Eğitim tüccarları ses yükseltiyor: Vergi vermeyelim!
Binadan dönme özel okul yığını, eğitimi yatırım kapısı haline getirdi; Devlet alternatif yaratmaktan uzaklaşınca eğitim özel sektörün eline terkedildi. Gelinen durumda, eğitimle yakından uzaktan alakası olmayan, o kültüre sahip olmayan kişiler DÜKKAN ZANNETTİKLERİ franchise okulları açtılar.
Kazanç iyiydi. Veliler ödeyebiliyordu.
Baktılar doluluklar düşüyor, hep bir ağızdan Devlet’e koştular.
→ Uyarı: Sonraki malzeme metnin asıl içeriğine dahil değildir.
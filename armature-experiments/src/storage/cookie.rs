//! Cookie-backed participation storage.
//!
//! Records live in a single cookie holding a JSON object of
//! `experiment -> variant | null`. The incoming `Cookie` header is parsed
//! lazily on first access; every mutation re-serialises the whole object
//! into a pending `Set-Cookie` header value that the application copies
//! onto its response.

use super::{Participation, Participations, Storage};
use crate::error::{StorageError, StorageResult};
use chrono::{DateTime, TimeDelta, Utc};
use parking_lot::Mutex;
use percent_encoding::{NON_ALPHANUMERIC, percent_decode_str, utf8_percent_encode};
use serde::{Deserialize, Serialize};
use std::sync::atomic::{AtomicBool, Ordering};
use tracing::{debug, warn};

/// Five years, in seconds.
pub const DEFAULT_COOKIE_TTL: u64 = 157_766_400;

/// Default cookie name.
pub const DEFAULT_COOKIE_NAME: &str = "armature_ab";

/// Cookie SameSite attribute
#[derive(Debug, Clone, Copy, PartialEq, Eq, Serialize, Deserialize)]
pub enum SameSite {
    Strict,
    Lax,
    None,
}

impl SameSite {
    pub fn as_str(&self) -> &'static str {
        match self {
            SameSite::Strict => "Strict",
            SameSite::Lax => "Lax",
            SameSite::None => "None",
        }
    }
}

/// Participation cookie configuration
#[derive(Debug, Clone, PartialEq, Eq, Serialize, Deserialize)]
#[serde(default)]
pub struct CookieConfig {
    /// Cookie name
    pub name: String,
    /// Lifetime in seconds; `None` for a session cookie
    pub ttl_secs: Option<u64>,
    /// Cookie path
    pub path: String,
    /// Cookie domain
    pub domain: Option<String>,
    /// Cookie secure flag (HTTPS only)
    pub secure: bool,
    /// Cookie HttpOnly flag
    pub http_only: bool,
    /// Cookie SameSite policy
    pub same_site: SameSite,
}

impl Default for CookieConfig {
    fn default() -> Self {
        Self {
            name: DEFAULT_COOKIE_NAME.to_string(),
            ttl_secs: Some(DEFAULT_COOKIE_TTL),
            path: "/".to_string(),
            domain: None,
            secure: false,
            http_only: true,
            same_site: SameSite::Lax,
        }
    }
}

impl CookieConfig {
    pub fn new(name: impl Into<String>) -> Self {
        Self {
            name: name.into(),
            ..Self::default()
        }
    }

    pub fn with_ttl(mut self, ttl_secs: u64) -> Self {
        self.ttl_secs = Some(ttl_secs);
        self
    }

    /// Drop `Expires` and `Max-Age` so the cookie ends with the browser session
    pub fn with_session_lifetime(mut self) -> Self {
        self.ttl_secs = None;
        self
    }

    pub fn with_path(mut self, path: impl Into<String>) -> Self {
        self.path = path.into();
        self
    }

    pub fn with_domain(mut self, domain: impl Into<String>) -> Self {
        self.domain = Some(domain.into());
        self
    }

    pub fn with_secure(mut self, secure: bool) -> Self {
        self.secure = secure;
        self
    }

    pub fn with_http_only(mut self, http_only: bool) -> Self {
        self.http_only = http_only;
        self
    }

    pub fn with_same_site(mut self, same_site: SameSite) -> Self {
        self.same_site = same_site;
        self
    }

    /// Check the name and that the lifetime yields a representable expiry
    pub fn validate(&self) -> StorageResult<()> {
        if self.name.is_empty() {
            return Err(StorageError::InvalidCookieName);
        }
        self.expires_at(Utc::now()).map(|_| ())
    }

    /// Expiry for a cookie written at `now`; `None` for a session cookie
    pub fn expires_at(&self, now: DateTime<Utc>) -> StorageResult<Option<DateTime<Utc>>> {
        let Some(ttl) = self.ttl_secs else {
            return Ok(None);
        };

        i64::try_from(ttl)
            .ok()
            .and_then(TimeDelta::try_seconds)
            .and_then(|lifetime| now.checked_add_signed(lifetime))
            .map(Some)
            .ok_or(StorageError::InvalidTtl(ttl))
    }
}

/// Participation storage persisted in a client-side cookie.
///
/// Once [`mark_headers_sent`](CookieStorage::mark_headers_sent) has been
/// called the cookie can no longer be written and every mutation fails
/// with [`StorageError::HeadersSent`].
///
/// # Examples
///
/// ```
/// use armature_experiments::{CookieConfig, CookieStorage, Participation, Storage};
///
/// let storage = CookieStorage::from_request(
///     CookieConfig::new("ab"),
///     Some("session=abc; ab=%7B%22t1%22%3Anull%7D"),
/// )?;
///
/// assert_eq!(storage.get("t1")?, Some(Participation::Excluded));
///
/// storage.set("t2", Participation::variant("v1"))?;
/// let header = storage.set_cookie_header().unwrap();
/// assert!(header.starts_with("ab="));
/// # Ok::<(), armature_experiments::StorageError>(())
/// ```
#[derive(Debug)]
pub struct CookieStorage {
    config: CookieConfig,
    request_value: Option<String>,
    records: Mutex<Option<Participations>>,
    pending: Mutex<Option<String>>,
    headers_sent: AtomicBool,
}

impl CookieStorage {
    /// Create a storage for a request that carried no cookies
    pub fn new(config: CookieConfig) -> StorageResult<Self> {
        Self::from_request(config, None)
    }

    /// Create a storage from the request's raw `Cookie` header
    pub fn from_request(config: CookieConfig, cookie_header: Option<&str>) -> StorageResult<Self> {
        config.validate()?;

        let request_value = cookie_header.and_then(|header| find_cookie(header, &config.name));

        Ok(Self {
            config,
            request_value,
            records: Mutex::new(None),
            pending: Mutex::new(None),
            headers_sent: AtomicBool::new(false),
        })
    }

    pub fn config(&self) -> &CookieConfig {
        &self.config
    }

    /// Record that the response headers went out; the cookie is frozen from now on
    pub fn mark_headers_sent(&self) {
        self.headers_sent.store(true, Ordering::SeqCst);
    }

    pub fn headers_sent(&self) -> bool {
        self.headers_sent.load(Ordering::SeqCst)
    }

    /// `Set-Cookie` value produced by the last mutation, if any
    pub fn set_cookie_header(&self) -> Option<String> {
        self.pending.lock().clone()
    }

    /// Take the pending `Set-Cookie` value
    pub fn take_set_cookie_header(&self) -> Option<String> {
        self.pending.lock().take()
    }

    fn ensure_writable(&self) -> StorageResult<()> {
        if self.headers_sent() {
            warn!(cookie = %self.config.name, "Refusing to write participation cookie after headers were sent");
            return Err(StorageError::HeadersSent);
        }
        Ok(())
    }

    fn with_records<R>(&self, f: impl FnOnce(&mut Participations) -> R) -> R {
        let mut guard = self.records.lock();
        let records = guard.get_or_insert_with(|| self.parse_request_value());
        f(records)
    }

    fn parse_request_value(&self) -> Participations {
        let Some(raw) = self.request_value.as_deref() else {
            return Participations::new();
        };

        let decoded = match percent_decode_str(raw).decode_utf8() {
            Ok(decoded) => decoded,
            Err(_) => {
                debug!(cookie = %self.config.name, "Participation cookie is not valid UTF-8, ignoring it");
                return Participations::new();
            }
        };

        match serde_json::from_str::<Participations>(&decoded) {
            Ok(records) => records,
            Err(e) => {
                debug!(cookie = %self.config.name, error = %e, "Participation cookie is malformed, ignoring it");
                Participations::new()
            }
        }
    }

    fn save(&self, records: &Participations) -> StorageResult<()> {
        let json = serde_json::to_string(records)?;
        let value = utf8_percent_encode(&json, NON_ALPHANUMERIC);
        let mut cookie = format!("{}={}", self.config.name, value);

        if let (Some(expires), Some(ttl)) = (
            self.config.expires_at(Utc::now())?,
            self.config.ttl_secs,
        ) {
            cookie.push_str(&format!(
                "; Expires={}; Max-Age={}",
                expires.format("%a, %d %b %Y %H:%M:%S GMT"),
                ttl
            ));
        }

        cookie.push_str(&format!("; Path={}", self.config.path));

        if let Some(ref domain) = self.config.domain {
            cookie.push_str(&format!("; Domain={}", domain));
        }

        if self.config.secure {
            cookie.push_str("; Secure");
        }

        if self.config.http_only {
            cookie.push_str("; HttpOnly");
        }

        cookie.push_str(&format!("; SameSite={}", self.config.same_site.as_str()));

        *self.pending.lock() = Some(cookie);
        Ok(())
    }
}

impl Storage for CookieStorage {
    fn has(&self, id: &str) -> StorageResult<bool> {
        validate_identifier(id)?;
        Ok(self.with_records(|records| records.contains_key(id)))
    }

    fn get(&self, id: &str) -> StorageResult<Option<Participation>> {
        validate_identifier(id)?;
        Ok(self.with_records(|records| records.get(id).cloned()))
    }

    fn set(&self, id: &str, participation: Participation) -> StorageResult<()> {
        validate_identifier(id)?;
        if participation.variant_id() == Some("") {
            return Err(StorageError::InvalidParticipation);
        }
        self.ensure_writable()?;

        self.with_records(|records| {
            records.insert(id.to_string(), participation);
            self.save(records)
        })
    }

    fn remove(&self, id: &str) -> StorageResult<Option<Participation>> {
        validate_identifier(id)?;
        self.ensure_writable()?;

        self.with_records(|records| match records.remove(id) {
            Some(removed) => {
                self.save(records)?;
                Ok(Some(removed))
            }
            None => Ok(None),
        })
    }

    fn all(&self) -> StorageResult<Participations> {
        Ok(self.with_records(|records| records.clone()))
    }

    fn clear(&self) -> StorageResult<Participations> {
        self.ensure_writable()?;

        self.with_records(|records| {
            let removed = std::mem::take(records);
            self.save(records)?;
            Ok(removed)
        })
    }
}

fn validate_identifier(id: &str) -> StorageResult<()> {
    if id.is_empty() {
        return Err(StorageError::InvalidIdentifier);
    }
    Ok(())
}

/// Value of cookie `name` in a raw `Cookie` header.
fn find_cookie(header: &str, name: &str) -> Option<String> {
    header
        .split(';')
        .filter_map(|pair| pair.trim().split_once('='))
        .find(|(key, _)| key.trim() == name)
        .map(|(_, value)| value.trim().to_string())
}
Talepleri KDV oranını düşürün!
Hepsinin ortak bakış açısı şu: BİZ AYNI GEMİNİN LÜKS KAMERALARINDA KALALIM AMA BEDELİ RANZALARDA YATANLAR ÖDESİN!
AYIPTIR, AYIP!
Emekli Ayşe Teyze vergi veriyor,
Asgari ücretli Hasan vergi veriyor,
Öğretmen Mehmet vergi veriyor,
Mühendis Gökçe vergi veriyor,
Akademisyen Ali vergi veriyor,
Doktor Hatice vergi veriyor.
Kimse onlara vergi alırken sormuyor.
Ücretlerinden otomatik kesiliyor; benzine, gıdaya, giyime, eğitime sizinle aynı dolaylı vergiyi veriyorlar.
Soruyorum: Sizin yaptığınız vicdansızlık değil mi?
Vergi vermek hem Anayasal hem de vicdani bir görevdir,
Özellikle bu günlerde, servet transferi sonrası, ‘Komşusu açken tok yatan bizden değildir’ ahlakının tecellisidir.
İstisnalar var mı? VAR!
Vicdanları pırıl pırıl olan,
Sosyo-ekonomik yapı bozulursa zenginliğin bir işe yaramayacağının bilincinde olan,
Samimi ve elini taşın altına koymaktan geri durmayan şirket patronları, ihracatçılar, borsacılar, gayrimenkul yatırımcıları var.
Şahsen biliyorum.
“KAZANDIK, TABİ Kİ VERECEĞİZ! Biz de bedel ödeyeceğiz” diyorlar.
Lakin onlar da seslerini yükseltmeliler.
Zira yıpranmış ve helak olmuş bireysellerin bu gücü yok.